Viel erwartet sich Maar davon, wenn Apotheken, Ärzte und Labore die App für ihre Patienteninformation nutzen. Ein Beispiel: Gynäkologische Praxisteams könnten sich heutzutage nach einem Pap-Test nicht mehr mit Aussagen wie „Wenn wir uns nicht melden, war nichts“ der Rückrufe von Patientinnen erwehren, erzählt Maar. Diese Rückfragen binden aber Kapazitäten. Die Alternative ist: Ärztin und Patientin vereinbaren, dass das Labor im Fall eines unkritischen Befunds direkt die Patientin (über die sichere App) informiert. Das setzt voraus, dass die Ärztin und das Labor dieser Datenverarbeitung zugestimmt haben, genau wie die Patientin, die die besagte App nutzt. Laut Maar werden zu den beiden bayerischen Laboren, mit denen man bislang zusammenarbeitet, weitere hinzukommen.
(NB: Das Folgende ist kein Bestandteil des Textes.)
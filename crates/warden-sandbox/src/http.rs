//! HTTP execution strategy.
//!
//! # Security
//!
//! - Only `http` and `https` URLs, with placeholders percent-encoded so a
//!   parameter cannot change the host, path structure, or query
//! - Metadata endpoints are refused by name and by address, always
//! - Every resolved address must be public unless private networks are
//!   explicitly allowed; a failed lookup is a refusal
//! - The host is resolved twice and both answers must agree; the second
//!   answer is pinned into the client, so no further lookup happens
//! - Redirects are not followed and proxies are ignored
//! - Transport errors reach the caller without URL or header detail

use std::collections::BTreeSet;
use std::net::{IpAddr, SocketAddr};
use std::sync::Arc;
use std::time::Duration;

use futures::StreamExt;
use reqwest::header::{HeaderName, HeaderValue};
use reqwest::redirect::Policy;
use tracing::{debug, warn};
use url::{Host, Url};
use warden_core::{ExecutionSpec, HttpMethod, Parameters, truncate};

use crate::error::{SandboxError, SandboxResult};
use crate::net::{is_metadata_host, is_metadata_ip, is_safe_ip};
use crate::resolver::{HostResolver, PinnedResolver, SystemResolver};
use crate::secrets::Secrets;
use crate::template::{self, Escape};

/// Default request timeout (30 seconds).
const DEFAULT_TIMEOUT: Duration = Duration::from_secs(30);

/// Default response body cap (1 MiB).
const DEFAULT_MAX_RESPONSE_BYTES: usize = 1024 * 1024;

/// Containment settings for outbound requests.
#[derive(Debug, Clone)]
pub struct HttpPolicy {
    /// Whole-request timeout.
    pub timeout: Duration,
    /// Response body bytes returned to the caller.
    pub max_response_bytes: usize,
    /// Permit private, loopback and link-local targets. Metadata endpoints
    /// stay blocked.
    pub allow_private_networks: bool,
    /// Extra host names refused like metadata endpoints.
    pub extra_blocked_hosts: Vec<String>,
}

impl Default for HttpPolicy {
    fn default() -> Self {
        Self {
            timeout: DEFAULT_TIMEOUT,
            max_response_bytes: DEFAULT_MAX_RESPONSE_BYTES,
            allow_private_networks: false,
            extra_blocked_hosts: Vec::new(),
        }
    }
}

/// A completed response.
#[derive(Debug, Clone)]
pub struct HttpOutcome {
    /// Status code.
    pub status: u16,
    /// Body text, capped.
    pub body: String,
    /// Whether the body was clipped.
    pub truncated: bool,
}

/// Runs [`ExecutionSpec::Http`] definitions.
#[derive(Clone)]
pub struct HttpStrategy {
    policy: HttpPolicy,
    resolver: Arc<dyn HostResolver>,
}

impl std::fmt::Debug for HttpStrategy {
    fn fmt(&self, f: &mut std::fmt::Formatter<'_>) -> std::fmt::Result {
        f.debug_struct("HttpStrategy")
            .field("policy", &self.policy)
            .finish_non_exhaustive()
    }
}

impl HttpStrategy {
    /// Strategy with a custom resolver.
    #[must_use]
    pub fn new(policy: HttpPolicy, resolver: Arc<dyn HostResolver>) -> Self {
        Self { policy, resolver }
    }

    /// Strategy using the system resolver.
    #[must_use]
    pub fn with_system_resolver(policy: HttpPolicy) -> Self {
        Self::new(policy, Arc::new(SystemResolver))
    }

    /// The active policy.
    #[must_use]
    pub fn policy(&self) -> &HttpPolicy {
        &self.policy
    }

    /// Render and send the request described by `spec`.
    ///
    /// # Errors
    ///
    /// - [`SandboxError::Violation`] if the target is refused
    /// - [`SandboxError::Template`] if rendering fails
    /// - [`SandboxError::Transport`] or [`SandboxError::HttpStatus`] for
    ///   network and protocol failures
    pub async fn execute(
        &self,
        spec: &ExecutionSpec,
        params: &Parameters,
        secrets: &Secrets,
    ) -> SandboxResult<HttpOutcome> {
        let ExecutionSpec::Http {
            method,
            url,
            query,
            headers,
            body,
        } = spec
        else {
            return Err(SandboxError::Violation(
                "definition is not an HTTP plugin".to_string(),
            ));
        };

        let rendered = template::render(url, params, secrets, Escape::UrlComponent)?;
        let mut url = Url::parse(&rendered)
            .map_err(|e| SandboxError::Violation(format!("invalid URL: {e}")))?;
        if !query.is_empty() {
            let mut pairs = url.query_pairs_mut();
            for (name, value) in query {
                pairs.append_pair(name, &template::render(value, params, secrets, Escape::None)?);
            }
        }

        let addrs = self.verify_target(&url).await?;

        let mut builder = reqwest::Client::builder()
            .redirect(Policy::none())
            .timeout(self.policy.timeout)
            .no_proxy();
        if let Some(Host::Domain(domain)) = url.host() {
            builder = builder.dns_resolver(Arc::new(PinnedResolver::new(domain, addrs)));
        }
        let client = builder.build().map_err(|e| transport_error(&e))?;

        let mut request = client.request(reqwest_method(*method), url.clone());
        for (name, value) in headers {
            let value = template::render(value, params, secrets, Escape::None)?;
            let name = HeaderName::from_bytes(name.as_bytes())
                .map_err(|_| SandboxError::Template(format!("invalid header name '{name}'")))?;
            let value = HeaderValue::from_str(&value)
                .map_err(|_| SandboxError::Template(format!("invalid value for header '{name}'")))?;
            request = request.header(name, value);
        }
        if let Some(body) = body {
            request = request.json(&template::render_json(body, params, secrets)?);
        }

        debug!(host = url.host_str().unwrap_or_default(), method = ?method, "Sending plugin HTTP request");
        let response = request.send().await.map_err(|e| transport_error(&e))?;
        let status = response.status();
        if !status.is_success() {
            warn!(
                target: "warden::diagnostic",
                status = status.as_u16(),
                host = url.host_str().unwrap_or_default(),
                "Plugin HTTP request returned an error status"
            );
            return Err(SandboxError::HttpStatus(status.as_u16()));
        }

        let (body, truncated) = self.read_capped(response).await?;
        Ok(HttpOutcome {
            status: status.as_u16(),
            body,
            truncated,
        })
    }

    /// Check `url` and return the addresses the connection may use.
    ///
    /// # Errors
    ///
    /// Returns [`SandboxError::Violation`] if the scheme, host, or any
    /// resolved address is refused, if resolution fails, or if the two
    /// resolutions disagree.
    pub async fn verify_target(&self, url: &Url) -> SandboxResult<Vec<SocketAddr>> {
        match url.scheme() {
            "http" | "https" => {},
            other => {
                return Err(SandboxError::Violation(format!(
                    "scheme '{other}' is not allowed"
                )));
            },
        }
        let host = url
            .host()
            .ok_or_else(|| SandboxError::Violation("URL has no host".to_string()))?;
        let port = url
            .port_or_known_default()
            .ok_or_else(|| SandboxError::Violation("URL has no port".to_string()))?;
        let host_label = url.host_str().unwrap_or_default();

        if is_metadata_host(host_label, &self.policy.extra_blocked_hosts) {
            warn!(target: "warden::diagnostic", host = host_label, "Refused metadata host");
            return Err(SandboxError::Violation(format!(
                "host {host_label} is blocked"
            )));
        }

        match host {
            Host::Ipv4(ip) => {
                let addrs = vec![SocketAddr::new(IpAddr::V4(ip), port)];
                self.check_addrs(host_label, &addrs)?;
                Ok(addrs)
            },
            Host::Ipv6(ip) => {
                let addrs = vec![SocketAddr::new(IpAddr::V6(ip), port)];
                self.check_addrs(host_label, &addrs)?;
                Ok(addrs)
            },
            Host::Domain(name) => {
                let first = self.lookup(name, port).await?;
                self.check_addrs(name, &first)?;

                let second = self.lookup(name, port).await?;
                if ip_set(&first) != ip_set(&second) {
                    warn!(
                        target: "warden::diagnostic",
                        host = name,
                        first = ?ip_set(&first),
                        second = ?ip_set(&second),
                        "DNS answer changed between resolutions"
                    );
                    return Err(SandboxError::Violation(format!(
                        "DNS answer for {name} changed between checks"
                    )));
                }
                Ok(second)
            },
        }
    }

    async fn lookup(&self, name: &str, port: u16) -> SandboxResult<Vec<SocketAddr>> {
        match self.resolver.resolve(name, port).await {
            Ok(addrs) if !addrs.is_empty() => Ok(addrs),
            Ok(_) => Err(SandboxError::Violation(format!(
                "{name} did not resolve to any address"
            ))),
            Err(e) => {
                warn!(target: "warden::diagnostic", host = name, error = %e, "DNS resolution failed");
                Err(SandboxError::Violation(format!(
                    "DNS resolution failed for {name}"
                )))
            },
        }
    }

    fn check_addrs(&self, host: &str, addrs: &[SocketAddr]) -> SandboxResult<()> {
        for addr in addrs {
            let ip = addr.ip();
            let refused = is_metadata_ip(ip)
                || (!self.policy.allow_private_networks && !is_safe_ip(ip));
            if refused {
                warn!(
                    target: "warden::diagnostic",
                    host,
                    %ip,
                    "Refused private or reserved address"
                );
                return Err(SandboxError::Violation(format!(
                    "{host} resolves to a private or reserved address"
                )));
            }
        }
        Ok(())
    }

    async fn read_capped(&self, response: reqwest::Response) -> SandboxResult<(String, bool)> {
        let max = self.policy.max_response_bytes;
        let mut body: Vec<u8> = Vec::new();
        let mut truncated = false;
        let mut stream = response.bytes_stream();
        while let Some(chunk) = stream.next().await {
            let chunk = chunk.map_err(|e| transport_error(&e))?;
            let room = max.saturating_sub(body.len());
            if chunk.len() > room {
                body.extend_from_slice(&chunk[..room]);
                truncated = true;
                break;
            }
            body.extend_from_slice(&chunk);
        }
        let mut text = String::from_utf8_lossy(&body).into_owned();
        if truncated {
            text.push_str(&truncate::truncation_marker(max));
        }
        Ok((text, truncated))
    }
}

fn ip_set(addrs: &[SocketAddr]) -> BTreeSet<IpAddr> {
    addrs.iter().map(SocketAddr::ip).collect()
}

fn reqwest_method(method: HttpMethod) -> reqwest::Method {
    match method {
        HttpMethod::Get => reqwest::Method::GET,
        HttpMethod::Post => reqwest::Method::POST,
        HttpMethod::Put => reqwest::Method::PUT,
        HttpMethod::Patch => reqwest::Method::PATCH,
        HttpMethod::Delete => reqwest::Method::DELETE,
    }
}

/// Log the full error privately; return a URL-free summary.
fn transport_error(e: &reqwest::Error) -> SandboxError {
    warn!(target: "warden::diagnostic", error = %e, "Plugin HTTP transport error");
    let kind = if e.is_timeout() {
        "request timed out"
    } else if e.is_connect() {
        "connection failed"
    } else if e.is_body() || e.is_decode() {
        "failed to read response"
    } else {
        "request failed"
    };
    SandboxError::Transport(kind.to_string())
}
In der Test-Phase ist noch ein Service für und von Apotheken. Den Apothekern eröffnet sich mit den pharmazeutischen Dienstleis­tungen u.a. die Möglichkeit der bezahlten Polymedikationsanalyse. Hier will sich das Berliner Unternehmen einklinken: Apotheken werden mit Tablets ausgestattet. Mit denen lassen sich für die Analyse die Strichcodes der Arzneipackungen, die ein chronisch kranker Patient mitbringt, und/oder dessen bundeseinheitlicher Medikationsplan (QR-Code) einscannen. Der Service, den die Apotheke dann über die App bietet, ist: Sie kann dem Patienten die Erinnerungsfunktion für die Arzneieinnahme (morgens/mittags/abends) einstellen und sich von diesem die Einnahme rückmelden lassen. Vergleichbar mit einem Wecker, auf den man drückt, wenn er klingelt. Die Erwartung ist, dass die Apotheke so Informationen über die Therapietreue erhält und den Patienten darauf ansprechen und ggf. an seinen behandelnden Arzt verweisen kann.

Maar sieht hierin einen Schritt zu der vom Bundesgesundheitsminister gewünschten „assistierten Telemedizin in Apotheken“. Diese schließe Versorgungslücken auf dem Land und stelle eine Ergänzung und keine Konkurrenz zu den Arztpraxen dar.